Dataset excerpts:
+++

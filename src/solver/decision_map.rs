use std::cmp::Ordering;

use crate::{internal::arena::ArenaId, SolvableId};

/// Represents a decision (i.e. an assignment to a solvable) and the level at
/// which it was made
///
/// = 0: undecided
/// > 0: level of decision when the solvable is set to true
/// < 0: level of decision when the solvable is set to false
#[repr(transparent)]
#[derive(Copy, Clone)]
struct DecisionAndLevel(i32);

impl DecisionAndLevel {
    fn undecided() -> DecisionAndLevel {
        DecisionAndLevel(0)
    }

    fn value(self) -> Option<bool> {
        match self.0.cmp(&0) {
            Ordering::Less => Some(false),
            Ordering::Equal => None,
            Ordering::Greater => Some(true),
        }
    }

    fn level(self) -> u32 {
        self.0.unsigned_abs()
    }

    fn with_value_and_level(value: bool, level: u32) -> Self {
        debug_assert!(level > 0, "level zero means undecided");
        debug_assert!(level <= (i32::MAX as u32), "level is too large");
        Self(if value { level as i32 } else { -(level as i32) })
    }
}

/// A map of the assignments to solvables.
#[derive(Default)]
pub(crate) struct DecisionMap {
    map: Vec<DecisionAndLevel>,
}

impl DecisionMap {
    pub(crate) fn reset(&mut self, solvable_id: SolvableId) {
        if let Some(entry) = self.map.get_mut(solvable_id.to_usize()) {
            *entry = DecisionAndLevel::undecided();
        }
    }

    pub(crate) fn set(&mut self, solvable_id: SolvableId, value: bool, level: u32) {
        let index = solvable_id.to_usize();
        if index >= self.map.len() {
            self.map.resize_with(index + 1, DecisionAndLevel::undecided);
        }
        self.map[index] = DecisionAndLevel::with_value_and_level(value, level);
    }

    pub(crate) fn level(&self, solvable_id: SolvableId) -> u32 {
        self.map
            .get(solvable_id.to_usize())
            .map_or(0, |d| d.level())
    }

    pub(crate) fn value(&self, solvable_id: SolvableId) -> Option<bool> {
        self.map
            .get(solvable_id.to_usize())
            .and_then(|d| d.value())
    }
}
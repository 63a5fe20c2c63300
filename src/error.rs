//! Errors returned by the parsing and lookup operations of a [`crate::Pool`].

use thiserror::Error;

/// Returned when a relation expression or version string cannot be interned.
#[derive(Debug, Clone, PartialEq, Eq, Error)]
pub enum ParseError {
    /// The input was empty or contained only whitespace.
    #[error("empty expression")]
    Empty,

    /// The name part of a relation is missing or contains illegal characters.
    #[error("invalid name '{0}'")]
    InvalidName(String),

    /// The comparison operator is not one of `<`, `<=`, `=`, `>=`, `>`.
    #[error("unknown comparison operator '{0}'")]
    InvalidOperator(String),

    /// An operator was given without the version it compares against.
    #[error("missing version after '{0}'")]
    MissingVersion(String),

    /// The version string is not of the form `[epoch:]version[-release]`.
    #[error("invalid version '{0}'")]
    InvalidVersion(String),

    /// Trailing input after an otherwise complete relation.
    #[error("unexpected trailing input '{0}'")]
    TrailingInput(String),
}

/// Returned when a solvable cannot be added to a [`crate::Pool`].
#[derive(Debug, Clone, PartialEq, Eq, Error)]
pub enum PoolError {
    /// The name or version of the solvable could not be parsed.
    #[error(transparent)]
    Parse(#[from] ParseError),

    /// The target repository does not exist or was freed.
    #[error(transparent)]
    Lookup(#[from] LookupError),
}

/// Returned by the lookup operations of the query API.
#[derive(Debug, Clone, PartialEq, Eq, Error)]
pub enum LookupError {
    /// An index based lookup was out of range.
    #[error("no solvable at index {index}, only {len} available")]
    NoSuchIndex {
        /// The requested index
        index: usize,
        /// The number of solvables that could have been addressed
        len: usize,
    },

    /// No solvable with the requested name exists.
    #[error("no solvable named '{0}'")]
    NotFound(String),

    /// The repository does not exist or was freed.
    #[error("no such repository")]
    NoSuchRepo,
}
//! Resolves package dependencies for repositories of rpm-style packages with
//! a SAT solver based on the CDCL algorithm (conflict-driven clause learning)
//!
//! The CDCL algorithm is masterly explained in [An Extensible
//! SAT-solver](http://minisat.se/downloads/MiniSat.pdf). Regarding the data structures used, we
//! mostly follow the approach taken by [libsolv](https://github.com/openSUSE/libsolv). The code of
//! libsolv is, however, very low level C, so if you are looking for an
//! introduction to CDCL, you are encouraged to look at the paper instead or to
//! keep reading through this codebase and its comments.
//!
//! A [`Pool`] holds the repositories and their solvables. A list of [`Job`]s
//! is handed to a [`Solver`] which either returns a [`Transaction`] with the
//! changes to the installed system, or an [`problem::Unsolvable`] that
//! explains why the jobs cannot be satisfied together.

#![deny(missing_docs)]

mod error;
pub mod evr;
pub(crate) mod internal;
mod job;
mod policy;
mod pool;
pub mod problem;
mod relation;
mod repo;
pub mod snapshot;
mod solvable;
mod solver;
pub mod transaction;

pub use error::{LookupError, ParseError, PoolError};
pub use internal::id::{RelationId, RepoId, SolvableId, StringId};
pub use job::{Job, JobAction, JobDisplay, MatchScope, Selector};
pub use policy::Policy;
pub use pool::{Pool, RelationDisplay, SolvableDisplay};
pub use relation::{Relation, RelationOp};
pub use repo::Repo;
pub use solvable::{
    Dependencies, DependencyKind, DroppedDependency, Solvable, SolvableHandle, SolvableKind,
};
pub use solver::Solver;
pub use transaction::Transaction;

+++

From the entries above, write out only the lines starting at the line that holds "when a solvable" and ending at the line that holds "pub enum LookupError", keeping both and matching them exactly.

/// Returned when a solvable cannot be added to a [`crate::Pool`].
#[derive(Debug, Clone, PartialEq, Eq, Error)]
pub enum PoolError {
    /// The name or version of the solvable could not be parsed.
    #[error(transparent)]
    Parse(#[from] ParseError),

    /// The target repository does not exist or was freed.
    #[error(transparent)]
    Lookup(#[from] LookupError),
}

/// Returned by the lookup operations of the query API.
#[derive(Debug, Clone, PartialEq, Eq, Error)]
pub enum LookupError {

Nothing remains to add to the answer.